- Task prompt -
A word-for-word restatement of the whole listing is the expected answer.

- Entries provided -
# # # #

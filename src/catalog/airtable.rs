//! Airtable REST client for the product catalog
//!
//! Paginated reads (pageSize 100, follow `offset` until the upstream stops
//! returning one) plus a field write-back used by the mockup pipeline and
//! the placement-box editor. No retries; the shared client carries a fixed
//! request timeout.

use serde::Deserialize;
use serde_json::Value;

use super::normalize::RawRecord;
use crate::error::BoxError;

const PAGE_SIZE: u32 = 100;

/// How to locate the row a write-back targets
#[derive(Debug, Clone, Copy)]
pub enum RecordMatch<'a> {
    ProductId(&'a str),
    ImageFile(&'a str),
}

#[derive(Debug, Deserialize)]
struct ListResponse {
    #[serde(default)]
    records: Vec<RawRecord>,
    offset: Option<String>,
}

/// Thin client over the Airtable v0 REST API
#[derive(Clone)]
pub struct AirtableClient {
    http: reqwest::Client,
    api_url: String,
    base_id: String,
    table: String,
    pat: String,
}

impl AirtableClient {
    pub fn new(
        http: reqwest::Client,
        api_url: String,
        base_id: String,
        table: String,
        pat: String,
    ) -> Self {
        Self {
            http,
            api_url: api_url.trim_end_matches('/').to_string(),
            base_id,
            table,
            pat,
        }
    }

    fn table_url(&self) -> String {
        format!("{}/{}/{}", self.api_url, self.base_id, self.table)
    }

    /// Fetch every record in the table, following pagination offsets.
    pub async fn fetch_all(&self) -> Result<Vec<RawRecord>, BoxError> {
        let mut records = Vec::new();
        let mut offset: Option<String> = None;

        loop {
            let mut request = self
                .http
                .get(self.table_url())
                .bearer_auth(&self.pat)
                .query(&[("pageSize", PAGE_SIZE.to_string())]);
            if let Some(ref off) = offset {
                request = request.query(&[("offset", off.as_str())]);
            }

            let page: ListResponse = request
                .send()
                .await?
                .error_for_status()?
                .json()
                .await?;

            records.extend(page.records);
            match page.offset {
                Some(next) => offset = Some(next),
                None => break,
            }
        }

        tracing::debug!(count = records.len(), "fetched catalog records");
        Ok(records)
    }

    /// Find the Airtable record id for a row matched by product id or by
    /// base-image filename.
    async fn find_record_id(&self, matcher: RecordMatch<'_>) -> Result<Option<String>, BoxError> {
        let (field, value) = match matcher {
            RecordMatch::ProductId(v) => ("product_id", v),
            RecordMatch::ImageFile(v) => ("image_file", v),
        };
        // Table ids ("rec...") can be used directly without a lookup
        if matches!(matcher, RecordMatch::ProductId(v) if v.starts_with("rec")) {
            return Ok(Some(value.to_string()));
        }

        let formula = format!("{{{field}}}='{}'", value.replace('\'', "\\'"));
        let page: ListResponse = self
            .http
            .get(self.table_url())
            .bearer_auth(&self.pat)
            .query(&[("filterByFormula", formula.as_str()), ("maxRecords", "1")])
            .send()
            .await?
            .error_for_status()?
            .json()
            .await?;

        Ok(page.records.into_iter().next().map(|r| r.id))
    }

    /// Update arbitrary named fields on the row matched by `matcher`.
    pub async fn update_fields(
        &self,
        matcher: RecordMatch<'_>,
        fields: &Value,
    ) -> Result<(), BoxError> {
        let record_id = self
            .find_record_id(matcher)
            .await?
            .ok_or_else(|| format!("no catalog row matches {matcher:?}"))?;

        self.http
            .patch(format!("{}/{}", self.table_url(), record_id))
            .bearer_auth(&self.pat)
            .json(&serde_json::json!({ "fields": fields }))
            .send()
            .await?
            .error_for_status()?;

        Ok(())
    }
}
//! Unified request-level error type for merchkit
//!
//! `AppError` is the single error that crosses the handler boundary. Variants
//! map one-to-one onto HTTP statuses so handlers can use `?` without manual
//! `.map_err(|e| { tracing::error!(...); ... })` boilerplate.

use axum::Json;
use axum::http::StatusCode;
use axum::response::{IntoResponse, Response};

pub type BoxError = Box<dyn std::error::Error + Send + Sync>;

#[derive(Debug, thiserror::Error)]
pub enum AppError {
    /// External store or payment processor unreachable or returned a
    /// non-2xx response, with no fallback available.
    #[error("upstream service unavailable: {0}")]
    Upstream(String),

    /// Unknown product or record.
    #[error("{0} not found")]
    NotFound(String),

    /// Missing required field or malformed request body.
    #[error("{0}")]
    InvalidInput(String),

    /// Base product image absent from the products directory.
    #[error("asset missing: {0}")]
    AssetMissing(String),

    /// Logo could not be fetched or decoded.
    #[error("logo unavailable: {0}")]
    LogoUnavailable(String),

    /// Placement box is degenerate or out of bounds.
    #[error("invalid placement: {0}")]
    InvalidPlacement(String),

    /// Infrastructure error (S3, image encoding, serde). Detail is logged,
    /// the client gets a generic message.
    #[error("internal error")]
    Internal(BoxError),
}

impl AppError {
    pub fn status_code(&self) -> StatusCode {
        match self {
            Self::Upstream(_) => StatusCode::INTERNAL_SERVER_ERROR,
            Self::NotFound(_) => StatusCode::NOT_FOUND,
            Self::InvalidInput(_) => StatusCode::BAD_REQUEST,
            Self::AssetMissing(_) => StatusCode::NOT_FOUND,
            Self::LogoUnavailable(_) => StatusCode::BAD_REQUEST,
            Self::InvalidPlacement(_) => StatusCode::INTERNAL_SERVER_ERROR,
            Self::Internal(_) => StatusCode::INTERNAL_SERVER_ERROR,
        }
    }

    /// Wrap an infrastructure error.
    pub fn internal(err: impl Into<BoxError>) -> Self {
        Self::Internal(err.into())
    }
}

impl IntoResponse for AppError {
    fn into_response(self) -> Response {
        let status = self.status_code();

        if status.is_server_error() {
            match &self {
                AppError::Internal(source) => {
                    tracing::error!(error = %source, "internal error")
                }
                other => tracing::error!(error = %other, "request failed"),
            }
        }

        let body = Json(serde_json::json!({ "error": self.to_string() }));
        (status, body).into_response()
    }
}

/// Convenience alias for handler results
pub type ApiResult<T> = Result<Json<T>, AppError>;

#[cfg(test)]
mod tests {
    use super::*;

    #[test]
    fn statuses_follow_taxonomy() {
        assert_eq!(
            AppError::Upstream("airtable".into()).status_code(),
            StatusCode::INTERNAL_SERVER_ERROR
        );
        assert_eq!(
            AppError::NotFound("product tote-bag".into()).status_code(),
            StatusCode::NOT_FOUND
        );
        assert_eq!(
            AppError::InvalidInput("missing email".into()).status_code(),
            StatusCode::BAD_REQUEST
        );
        assert_eq!(
            AppError::AssetMissing("mug.png".into()).status_code(),
            StatusCode::NOT_FOUND
        );
        assert_eq!(
            AppError::LogoUnavailable("fetch failed".into()).status_code(),
            StatusCode::BAD_REQUEST
        );
        assert_eq!(
            AppError::InvalidPlacement("zero width".into()).status_code(),
            StatusCode::INTERNAL_SERVER_ERROR
        );
    }

    #[test]
    fn messages_name_the_asset() {
        let err = AppError::AssetMissing("assets/products/mug.png".into());
        assert_eq!(err.to_string(), "asset missing: assets/products/mug.png");
    }
}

# # # #

- Answer box -
filename src/catalog/airtable.rs
//! Airtable REST client for the product catalog
//!
//! Paginated reads (pageSize 100, follow `offset` until the upstream stops
//! returning one) plus a field write-back used by the mockup pipeline and
//! the placement-box editor. No retries; the shared client carries a fixed
//! request timeout.

use serde::Deserialize;
use serde_json::Value;

use super::normalize::RawRecord;
use crate::error::BoxError;

const PAGE_SIZE: u32 = 100;

/// How to locate the row a write-back targets
#[derive(Debug, Clone, Copy)]
pub enum RecordMatch<'a> {
    ProductId(&'a str),
    ImageFile(&'a str),
}

#[derive(Debug, Deserialize)]
struct ListResponse {
    #[serde(default)]
    records: Vec<RawRecord>,
    offset: Option<String>,
}

/// Thin client over the Airtable v0 REST API
#[derive(Clone)]
pub struct AirtableClient {
    http: reqwest::Client,
    api_url: String,
    base_id: String,
    table: String,
    pat: String,
}

impl AirtableClient {
    pub fn new(
        http: reqwest::Client,
        api_url: String,
        base_id: String,
        table: String,
        pat: String,
    ) -> Self {
        Self {
            http,
            api_url: api_url.trim_end_matches('/').to_string(),
            base_id,
            table,
            pat,
        }
    }

    fn table_url(&self) -> String {
        format!("{}/{}/{}", self.api_url, self.base_id, self.table)
    }

    /// Fetch every record in the table, following pagination offsets.
    pub async fn fetch_all(&self) -> Result<Vec<RawRecord>, BoxError> {
        let mut records = Vec::new();
        let mut offset: Option<String> = None;

        loop {
            let mut request = self
                .http
                .get(self.table_url())
                .bearer_auth(&self.pat)
                .query(&[("pageSize", PAGE_SIZE.to_string())]);
            if let Some(ref off) = offset {
                request = request.query(&[("offset", off.as_str())]);
            }

            let page: ListResponse = request
                .send()
                .await?
                .error_for_status()?
                .json()
                .await?;

            records.extend(page.records);
            match page.offset {
                Some(next) => offset = Some(next),
                None => break,
            }
        }

        tracing::debug!(count = records.len(), "fetched catalog records");
        Ok(records)
    }

    /// Find the Airtable record id for a row matched by product id or by
    /// base-image filename.
    async fn find_record_id(&self, matcher: RecordMatch<'_>) -> Result<Option<String>, BoxError> {
        let (field, value) = match matcher {
            RecordMatch::ProductId(v) => ("product_id", v),
            RecordMatch::ImageFile(v) => ("image_file", v),
        };
        // Table ids ("rec...") can be used directly without a lookup
        if matches!(matcher, RecordMatch::ProductId(v) if v.starts_with("rec")) {
            return Ok(Some(value.to_string()));
        }

        let formula = format!("{{{field}}}='{}'", value.replace('\'', "\\'"));
        let page: ListResponse = self
            .http
            .get(self.table_url())
            .bearer_auth(&self.pat)
            .query(&[("filterByFormula", formula.as_str()), ("maxRecords", "1")])
            .send()
            .await?
            .error_for_status()?
            .json()
            .await?;

        Ok(page.records.into_iter().next().map(|r| r.id))
    }

    /// Update arbitrary named fields on the row matched by `matcher`.
    pub async fn update_fields(
        &self,
        matcher: RecordMatch<'_>,
        fields: &Value,
    ) -> Result<(), BoxError> {
        let record_id = self
            .find_record_id(matcher)
            .await?
            .ok_or_else(|| format!("no catalog row matches {matcher:?}"))?;

        self.http
            .patch(format!("{}/{}", self.table_url(), record_id))
            .bearer_auth(&self.pat)
            .json(&serde_json::json!({ "fields": fields }))
            .send()
            .await?
            .error_for_status()?;

        Ok(())
    }
}
//! Unified request-level error type for merchkit
//!
//! `AppError` is the single error that crosses the handler boundary. Variants
//! map one-to-one onto HTTP statuses so handlers can use `?` without manual
//! `.map_err(|e| { tracing::error!(...); ... })` boilerplate.

use axum::Json;
use axum::http::StatusCode;
use axum::response::{IntoResponse, Response};

pub type BoxError = Box<dyn std::error::Error + Send + Sync>;

#[derive(Debug, thiserror::Error)]
pub enum AppError {
    /// External store or payment processor unreachable or returned a
    /// non-2xx response, with no fallback available.
    #[error("upstream service unavailable: {0}")]
    Upstream(String),

    /// Unknown product or record.
    #[error("{0} not found")]
    NotFound(String),

    /// Missing required field or malformed request body.
    #[error("{0}")]
    InvalidInput(String),

    /// Base product image absent from the products directory.
    #[error("asset missing: {0}")]
    AssetMissing(String),

    /// Logo could not be fetched or decoded.
    #[error("logo unavailable: {0}")]
    LogoUnavailable(String),

    /// Placement box is degenerate or out of bounds.
    #[error("invalid placement: {0}")]
    InvalidPlacement(String),

    /// Infrastructure error (S3, image encoding, serde). Detail is logged,
    /// the client gets a generic message.
    #[error("internal error")]
    Internal(BoxError),
}

impl AppError {
    pub fn status_code(&self) -> StatusCode {
        match self {
            Self::Upstream(_) => StatusCode::INTERNAL_SERVER_ERROR,
            Self::NotFound(_) => StatusCode::NOT_FOUND,
            Self::InvalidInput(_) => StatusCode::BAD_REQUEST,
            Self::AssetMissing(_) => StatusCode::NOT_FOUND,
            Self::LogoUnavailable(_) => StatusCode::BAD_REQUEST,
            Self::InvalidPlacement(_) => StatusCode::INTERNAL_SERVER_ERROR,
            Self::Internal(_) => StatusCode::INTERNAL_SERVER_ERROR,
        }
    }

    /// Wrap an infrastructure error.
    pub fn internal(err: impl Into<BoxError>) -> Self {
        Self::Internal(err.into())
    }
}

impl IntoResponse for AppError {
    fn into_response(self) -> Response {
        let status = self.status_code();

        if status.is_server_error() {
            match &self {
                AppError::Internal(source) => {
                    tracing::error!(error = %source, "internal error")
                }
                other => tracing::error!(error = %other, "request failed"),
            }
        }

        let body = Json(serde_json::json!({ "error": self.to_string() }));
        (status, body).into_response()
    }
}

/// Convenience alias for handler results
pub type ApiResult<T> = Result<Json<T>, AppError>;

#[cfg(test)]
mod tests {
    use super::*;

    #[test]
    fn statuses_follow_taxonomy() {
        assert_eq!(
            AppError::Upstream("airtable".into()).status_code(),
            StatusCode::INTERNAL_SERVER_ERROR
        );
        assert_eq!(
            AppError::NotFound("product tote-bag".into()).status_code(),
            StatusCode::NOT_FOUND
        );
        assert_eq!(
            AppError::InvalidInput("missing email".into()).status_code(),
            StatusCode::BAD_REQUEST
        );
        assert_eq!(
            AppError::AssetMissing("mug.png".into()).status_code(),
            StatusCode::NOT_FOUND
        );
        assert_eq!(
            AppError::LogoUnavailable("fetch failed".into()).status_code(),
            StatusCode::BAD_REQUEST
        );
        assert_eq!(
            AppError::InvalidPlacement("zero width".into()).status_code(),
            StatusCode::INTERNAL_SERVER_ERROR
        );
    }

    #[test]
    fn messages_name_the_asset() {
        let err = AppError::AssetMissing("assets/products/mug.png".into());
        assert_eq!(err.to_string(), "asset missing: assets/products/mug.png");
    }
}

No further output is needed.